Suicide prevention protocol being developed
Signs will be installed at key locations throughout Niagara, providing mental health crisis support information in an immediate effort to prevent future suicides.
Niagara Regional Police will also increase patrols in downtown St. Catharines, and a “newly formed stakeholder table will review a range of suicide prevention strategies” including installing barriers and netting in areas were suicides have occurred, while also working to increase awareness about mental health outreach and crisis services, and reducing stigma and isolation that people with mental health issues often endure.
Those initiatives were announced Thursday afternoon, in a joint statement following a meeting that morning that included representatives from Niagara Region, the City of St. Catharines, Niagara Emergency Medical Services and Niagara Regional Police to discuss the issues after two suicides occurred on the Burgoyne Bridge in less than a week.
The statement says the “recent deaths in Niagara have further highlighted this important health challenge that we face across the region and Ontario.”
“We share the community’s grief over these recent losses and a desire for action to address the mental health needs of our residents.” The agencies will also work collaboratively with local mental
health service providers and the Niagara Suicide Prevention Coalition, “to ensure that strategies considered are effective and will have a meaningful impact to the safety of our community in all the places and locations where suicide occurs.”
The group will meet again next Wednesday after spending the next several days working with first responders, public works staff, consultants and mental health professionals to research the best way to address the problems — including the potential of installing suicide prevention barriers.
Although Pathstone Mental Health executive director Shaun Baylis said he was not informed about the meeting, he said he was pleased to learn that it had taken place.
“What they’re doing, with regard to having a protocol being developed — that is absolutely awesome,” Baylis said. “That’s fabulous.”
He said Pathstone Mental Health has been part of the Niagara Suicide Prevention Coalition in the past, and “we’d be happy to support and contribute in any capacity on this thing.”
Meanwhile, St.
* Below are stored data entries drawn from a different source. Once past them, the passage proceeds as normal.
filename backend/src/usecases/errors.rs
use axum::http::StatusCode;
use crates::domain::value_objects::time_window::TimeRangeError;
use thiserror::Error;

#[derive(Debug, Error)]
pub enum AnalyticsError {
    #[error("invalid parameter: {0}")]
    InvalidParameter(String),
    #[error("{0} not found")]
    NotFound(String),
    #[error("upstream query failed")]
    UpstreamQueryFailure(#[source] anyhow::Error),
}

impl AnalyticsError {
    pub fn status_code(&self) -> StatusCode {
        match self {
            AnalyticsError::InvalidParameter(_) => StatusCode::BAD_REQUEST,
            AnalyticsError::NotFound(_) => StatusCode::NOT_FOUND,
            AnalyticsError::UpstreamQueryFailure(_) => StatusCode::INTERNAL_SERVER_ERROR,
        }
    }

    /// Stable machine-readable code for the response envelope.
    pub fn kind(&self) -> &'static str {
        match self {
            AnalyticsError::InvalidParameter(_) => "invalid_parameter",
            AnalyticsError::NotFound(_) => "not_found",
            AnalyticsError::UpstreamQueryFailure(_) => "upstream_query_failure",
        }
    }
}

impl From<TimeRangeError> for AnalyticsError {
    fn from(err: TimeRangeError) -> Self {
        AnalyticsError::InvalidParameter(err.to_string())
    }
}

pub type UseCaseResult<T> = std::result::Result<T, AnalyticsError>;

#[cfg(test)]
mod tests {
    use super::*;

    #[test]
    fn time_range_errors_are_client_errors() {
        let err = AnalyticsError::from(TimeRangeError::Malformed("abcd".to_string()));
        assert_eq!(err.status_code(), StatusCode::BAD_REQUEST);
        assert_eq!(err.kind(), "invalid_parameter");
        assert!(err.to_string().contains("abcd"));
    }

    #[test]
    fn upstream_failure_hides_its_source_in_display() {
        let err = AnalyticsError::UpstreamQueryFailure(anyhow::anyhow!("relation does not exist"));
        assert_eq!(err.status_code(), StatusCode::INTERNAL_SERVER_ERROR);
        assert_eq!(err.to_string(), "upstream query failed");
    }
}
use std::time::Duration;

use anyhow::{Context, Result};
use diesel::{
    Connection, PgConnection,
    connection::CacheSize,
    r2d2::{ConnectionManager, CustomizeConnection, Error as R2d2Error, Pool},
};

/// The pool sits behind a transaction-mode pooler, which cannot keep
/// server-side prepared statements alive between checkouts.
#[derive(Debug, Default)]
struct DisablePreparedStatements;

impl CustomizeConnection<PgConnection, R2d2Error> for DisablePreparedStatements {
    fn on_acquire(&self, conn: &mut PgConnection) -> std::result::Result<(), R2d2Error> {
        conn.set_prepared_statement_cache_size(CacheSize::Disabled);
        Ok(())
    }
}

pub type PgPoolSquad = Pool<ConnectionManager<PgConnection>>;

pub fn establish_connection(database_url: &str, max_connections: u32) -> Result<PgPoolSquad> {
    let manager = ConnectionManager::<PgConnection>::new(database_url);
    let pool = Pool::builder()
        .max_size(max_connections)
        .connection_timeout(Duration::from_secs(10))
        .connection_customizer(Box::new(DisablePreparedStatements))
        .build(manager)
        .context("failed to build postgres connection pool")?;
    Ok(pool)
}
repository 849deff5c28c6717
pub mod postgres_connection;
pub mod schema;
use chrono::{DateTime, Utc};
use diesel::prelude::*;
use uuid::Uuid;

use crate::infra::db::postgres::schema::invoices;

#[derive(Debug, Clone, PartialEq, Eq, Identifiable, Selectable, Queryable)]
#[diesel(table_name = invoices)]
pub struct InvoiceEntity {
    pub id: Uuid,
    pub user_id: Uuid,
    pub subscription_id: Option<Uuid>,
    pub status: String,
    pub total_amount_minor: i32,
    pub due_date: DateTime<Utc>,
    pub paid_at: Option<DateTime<Utc>>,
    pub created_at: DateTime<Utc>,
}
use chrono::{DateTime, Utc};
use diesel::prelude::*;
use uuid::Uuid;

use crate::infra::db::postgres::schema::users;

#[derive(Debug, Clone, PartialEq, Eq, Identifiable, Selectable, Queryable, QueryableByName)]
#[diesel(table_name = users)]
pub struct UserEntity {
    pub id: Uuid,
    pub name: String,
    pub email: String,
    pub is_verified: bool,
    pub last_login_at: Option<DateTime<Utc>>,
    pub profile_id: Option<Uuid>,
    pub created_at: DateTime<Utc>,
}
pub mod memory_cache;
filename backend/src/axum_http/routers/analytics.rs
use axum::{
    Router,
    extract::{Query, State},
    routing::get,
};
use crates::{
    domain::{
        clock::Clock,
        repositories::{
            cache::Cache, categories::CategoryRepository, query_gateway::QueryGateway,
        },
        value_objects::analytics::AnalyticsSnapshot,
    },
    infra::db::{
        postgres::postgres_connection::PgPoolSquad,
        repositories::{categories::CategoryPostgres, query_gateway::QueryGatewayPostgres},
    },
};
use serde::Deserialize;
use std::sync::Arc;

use crate::{
    auth::AuthUser,
    axum_http::error_responses::{ApiResponse, AppError},
    config::config_model::Analytics as AnalyticsConfig,
    usecases::analytics::{AnalyticsSettings, DashboardAnalyticsUseCase},
};

#[derive(Debug, Default, Deserialize)]
pub struct DashboardQuery {
    pub time_range: Option<String>,
    pub extended: Option<String>,
}

pub fn routes(
    db_pool: Arc<PgPoolSquad>,
    config: &AnalyticsConfig,
    cache: Arc<dyn Cache>,
    clock: Arc<dyn Clock>,
) -> Router {
    let usecase = DashboardAnalyticsUseCase::new(
        Arc::new(QueryGatewayPostgres::new(Arc::clone(&db_pool))),
        Arc::new(CategoryPostgres::new(Arc::clone(&db_pool))),
        cache,
        clock,
        AnalyticsSettings::from(config),
    );

    router(usecase)
}

pub fn router<G, C>(usecase: DashboardAnalyticsUseCase<G, C>) -> Router
where
    G: QueryGateway + Send + Sync + 'static,
    C: CategoryRepository + Send + Sync + 'static,
{
    Router::new()
        .route("/dashboard", get(dashboard::<G, C>))
        .with_state(Arc::new(usecase))
}

pub async fn dashboard<G, C>(
    State(usecase): State<Arc<DashboardAnalyticsUseCase<G, C>>>,
    auth: AuthUser,
    Query(query): Query<DashboardQuery>,
) -> Result<ApiResponse<AnalyticsSnapshot>, AppError>
where
    G: QueryGateway + Send + Sync + 'static,
    C: CategoryRepository + Send + Sync + 'static,
{
    auth.require_admin()?;

    let extended = parse_flag(query.extended.as_deref())?;
    let snapshot = usecase
        .get_dashboard_analytics(query.time_range.as_deref(), extended)
        .await?;

    Ok(ApiResponse::ok(snapshot))
}

/// `true`/`1`/`yes`/`on` enable, `false`/`0`/`no`/`off` or absence disable.
fn parse_flag(raw: Option<&str>) -> Result<bool, AppError> {
    match raw.map(|v| v.trim().to_ascii_lowercase()).as_deref() {
        None | Some("") => Ok(false),
        Some("1" | "true" | "yes" | "on") => Ok(true),
        Some("0" | "false" | "no" | "off") => Ok(false),
        Some(other) => Err(AppError::BadRequest(format!(
            "extended must be a boolean, got `{other}`"
        ))),
    }
}
pub mod invoice_statuses;
pub mod listing_statuses;
pub mod sort_order;
pub mod subscription_statuses;
use std::future::Future;

use anyhow::Result;
use async_trait::async_trait;
use chrono::Duration;
use mockall::automock;
use serde::{Serialize, de::DeserializeOwned};
use tracing::{debug, warn};

/// Shared read-through cache. Keys are fixed strings, never per user.
#[automock]
#[async_trait]
pub trait Cache: Send + Sync {
    async fn get(&self, key: &str) -> Option<serde_json::Value>;
    async fn put(&self, key: &str, value: serde_json::Value, ttl: Duration);
}

/// Returns the cached value for `key`, or runs `compute` and stores its result.
///
/// No lock is held while `compute` runs, so concurrent misses may each recompute.
/// An entry that no longer deserializes into `T` is treated as a miss.
pub async fn get_or_compute<C, T, F, Fut>(
    cache: &C,
    key: &str,
    ttl: Duration,
    compute: F,
) -> Result<T>
where
    C: Cache + ?Sized,
    T: Serialize + DeserializeOwned,
    F: FnOnce() -> Fut,
    Fut: Future<Output = Result<T>>,
{
    if let Some(cached) = cache.get(key).await {
        match serde_json::from_value::<T>(cached) {
            Ok(value) => {
                debug!(key, "cache: hit");
                return Ok(value);
            }
            Err(err) => warn!(key, error = %err, "cache: dropping undecodable entry"),
        }
    }

    debug!(key, "cache: miss, recomputing");
    let value = compute().await?;

    match serde_json::to_value(&value) {
        Ok(json) => cache.put(key, json, ttl).await,
        Err(err) => warn!(key, error = %err, "cache: value not cacheable"),
    }

    Ok(value)
}
pub mod config_loader;
pub mod config_model;
use chrono::{DateTime, Utc};
use diesel::prelude::*;
use uuid::Uuid;

use crate::{
    domain::value_objects::enums::subscription_statuses::SubscriptionStatus,
    infra::db::postgres::schema::subscriptions,
};

#[derive(Debug, Clone, PartialEq, Eq, Identifiable, Selectable, Queryable)]
#[diesel(table_name = subscriptions)]
pub struct SubscriptionEntity {
    pub id: Uuid,
    pub user_id: Uuid,
    pub plan_id: Uuid,
    pub status: String,
    pub started_at: DateTime<Utc>,
    pub expires_at: Option<DateTime<Utc>>,
    pub auto_renew: bool,
}

impl SubscriptionEntity {
    pub fn subscription_status(&self) -> SubscriptionStatus {
        SubscriptionStatus::from_str(&self.status)
    }
}
//! Sequential download of the items a run selects.

use crate::config::{Config, FailurePolicy};
use crate::copier::{CopyOutcome, StreamCopier};
use crate::entry::{self, WorkItem};
use crate::error::{Error, Result, ToExitCode};
use crate::feed::FeedEntry;
use crate::filter::select_newer;
use chrono::{DateTime, Utc};
use std::path::{Path, PathBuf};
use tokio_util::sync::CancellationToken;
use tracing::{error, info, warn};

/// One item that could not be downloaded or resolved
#[derive(Debug)]
pub struct ItemFailure {
    /// Entry title
    pub title: String,
    /// What went wrong
    pub error: Error,
}

/// Outcome of one orchestrated batch
#[derive(Debug, Default)]
pub struct RunReport {
    /// Items updated after the reference date
    pub candidates: usize,
    /// Items written to disk
    pub completed: usize,
    /// Items whose target already existed
    pub skipped: usize,
    /// Selected items whose transfer failed
    pub failures: Vec<ItemFailure>,
    /// Feed entries that could not be turned into work items
    pub rejected: Vec<ItemFailure>,
}

impl RunReport {
    /// Items whose copy returned successfully, skips included
    pub fn success_count(&self) -> usize {
        self.completed + self.skipped
    }

    /// Whether any selected item failed to transfer
    pub fn has_failures(&self) -> bool {
        !self.failures.is_empty()
    }
}

/// Downloads selected items one after another
pub struct DownloadOrchestrator {
    copier: StreamCopier,
    download_dir: PathBuf,
    policy: FailurePolicy,
    cancel: CancellationToken,
}

impl DownloadOrchestrator {
    /// Create an orchestrator writing into `config.download_dir`
    pub fn new(copier: StreamCopier, config: &Config, cancel: CancellationToken) -> Self {
        Self {
            copier,
            download_dir: config.download_dir.clone(),
            policy: config.failure_policy,
            cancel,
        }
    }

    /// Directory items are written to
    pub fn download_dir(&self) -> &Path {
        &self.download_dir
    }

    /// Resolve raw feed entries, then download the ones newer than `reference`
    ///
    /// Entries that cannot be resolved are handled by the failure policy:
    /// `abort` returns the first such error, `continue` records it in
    /// [`RunReport::rejected`] and moves on.
    pub async fn run_feed(
        &self,
        entries: &[FeedEntry],
        reference: DateTime<Utc>,
    ) -> Result<RunReport> {
        let mut items = Vec::with_capacity(entries.len());
        let mut rejected = Vec::new();

        for feed_entry in entries {
            match entry::resolve(feed_entry) {
                Ok(item) => items.push(item),
                Err(e) => match self.policy {
                    FailurePolicy::Abort => return Err(e),
                    FailurePolicy::Continue => {
                        warn!(
                            title = %feed_entry.title,
                            error = %e,
                            error_code = e.error_code(),
                            "skipping feed entry"
                        );
                        rejected.push(ItemFailure {
                            title: feed_entry.title.clone(),
                            error: e,
                        });
                    }
                },
            }
        }

        let mut report = self.run(&items, reference).await?;
        report.rejected = rejected;
        Ok(report)
    }

    /// Download every item updated strictly after `reference`, in feed order
    ///
    /// # Errors
    /// - an interruption, always
    /// - the first transfer error when the policy is `abort`
    pub async fn run(&self, items: &[WorkItem], reference: DateTime<Utc>) -> Result<RunReport> {
        let selected = select_newer(items, &reference);
        info!(
            "will download [{}] vodcasts updated after [{}]",
            selected.len(),
            reference.to_rfc3339()
        );

        let mut report = RunReport {
            candidates: selected.len(),
            ..RunReport::default()
        };

        for (index, item) in selected.into_iter().enumerate() {
            info!("[{:03}] downloading {}...", index + 1, item);

            match self.download(item).await {
                Ok(CopyOutcome::Completed { .. }) => report.completed += 1,
                Ok(CopyOutcome::Skipped) => report.skipped += 1,
                Err(e) if e.is_interrupted() => {
                    warn!(title = %item.title, "download interrupted, stopping");
                    return Err(e);
                }
                Err(e) => match self.policy {
                    FailurePolicy::Abort => {
                        error!(title = %item.title, error = %e, "download failed, aborting batch");
                        return Err(e);
                    }
                    FailurePolicy::Continue => {
                        error!(
                            title = %item.title,
                            error = %e,
                            error_code = e.error_code(),
                            "download failed, continuing with next item"
                        );
                        report.failures.push(ItemFailure {
                            title: item.title.clone(),
                            error: e,
                        });
                    }
                },
            }
        }

        info!("downloaded [{}] vodcasts", report.success_count());
        Ok(report)
    }

    async fn download(&self, item: &WorkItem) -> Result<CopyOutcome> {
        let target = self.download_dir.join(&item.local_filename);
        info!(
            target: "vodcast_dl::report",
            "{}({}) - {} - {}",
            target.display(),
            item.updated_at.to_rfc3339(),
            item.source_url,
            item.description.as_deref().unwrap_or("")
        );
        self.copier
            .fetch(&item.source_url, &target, &self.cancel)
            .await
    }
}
Catharines MPP Jennie Stevens said her office has contacted the Ministry of Transportation, hoping to determine if any provincial funding can be provided to help cover the costs of installing suicide prevention barriers.
“In my opinion, barriers and nets have proven to be successful,” she said, referring to netting that has been installed on bridges over the QEW in Toronto.
“They saw their suicide rates drop after the netting was installed … In my mind, it’s worth putting up prevention netting and barriers.”
Stevens also called for increased funding for mental health services in Niagara.
Rather than installing barriers, Niagara Centre MPP Jeff Burch said he’d rather focus on prevention.
“The root causes are really mental health, poverty and addiction,” he said. “Those are the things that should be dealt with.”
Burch, too, said the province needs to increase funding for mental health programs, “and we’re still waiting for safe injection sites and things like that” to address the opioid crisis in the area.
“The government is really dragging its feet on things that can help people who are suffering from mental health problems and issues related to poverty. Those are the root causes and those are the things we need to pay attention to.”